> Dataset entries:

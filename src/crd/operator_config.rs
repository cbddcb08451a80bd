use kube::CustomResource;
use schemars::JsonSchema;
use serde::{Deserialize, Serialize};

/// PgOperatorConfig holds operator-wide settings. It configures the operator
/// itself and therefore never gets admission or conversion webhooks.
#[derive(CustomResource, Clone, Debug, Default, Serialize, Deserialize, JsonSchema)]
#[kube(
    group = "pgstack.io",
    version = "v1",
    kind = "PgOperatorConfig",
    shortname = "pgconfig",
    namespaced
)]
#[serde(rename_all = "camelCase")]
pub struct PgOperatorConfigSpec {
    /// Namespaces the operator is allowed to manage; empty means all.
    #[serde(default, skip_serializing_if = "Vec::is_empty")]
    pub allowed_namespaces: Vec<String>,

    /// Container image used for the Postgres pods.
    #[serde(default, skip_serializing_if = "Option::is_none")]
    pub postgres_image: Option<String>,
}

> ASSIGNED TASK:
Above are some records; extract every one of them exactly.

> ANSWER BOX:
filename src/crd/operator_config.rs
repository cbddcb08451a80bd
use kube::CustomResource;
use schemars::JsonSchema;
use serde::{Deserialize, Serialize};

/// PgOperatorConfig holds operator-wide settings. It configures the operator
/// itself and therefore never gets admission or conversion webhooks.
#[derive(CustomResource, Clone, Debug, Default, Serialize, Deserialize, JsonSchema)]
#[kube(
    group = "pgstack.io",
    version = "v1",
    kind = "PgOperatorConfig",
    shortname = "pgconfig",
    namespaced
)]
#[serde(rename_all = "camelCase")]
pub struct PgOperatorConfigSpec {
    /// Namespaces the operator is allowed to manage; empty means all.
    #[serde(default, skip_serializing_if = "Vec::is_empty")]
    pub allowed_namespaces: Vec<String>,

    /// Container image used for the Postgres pods.
    #[serde(default, skip_serializing_if = "Option::is_none")]
    pub postgres_image: Option<String>,
}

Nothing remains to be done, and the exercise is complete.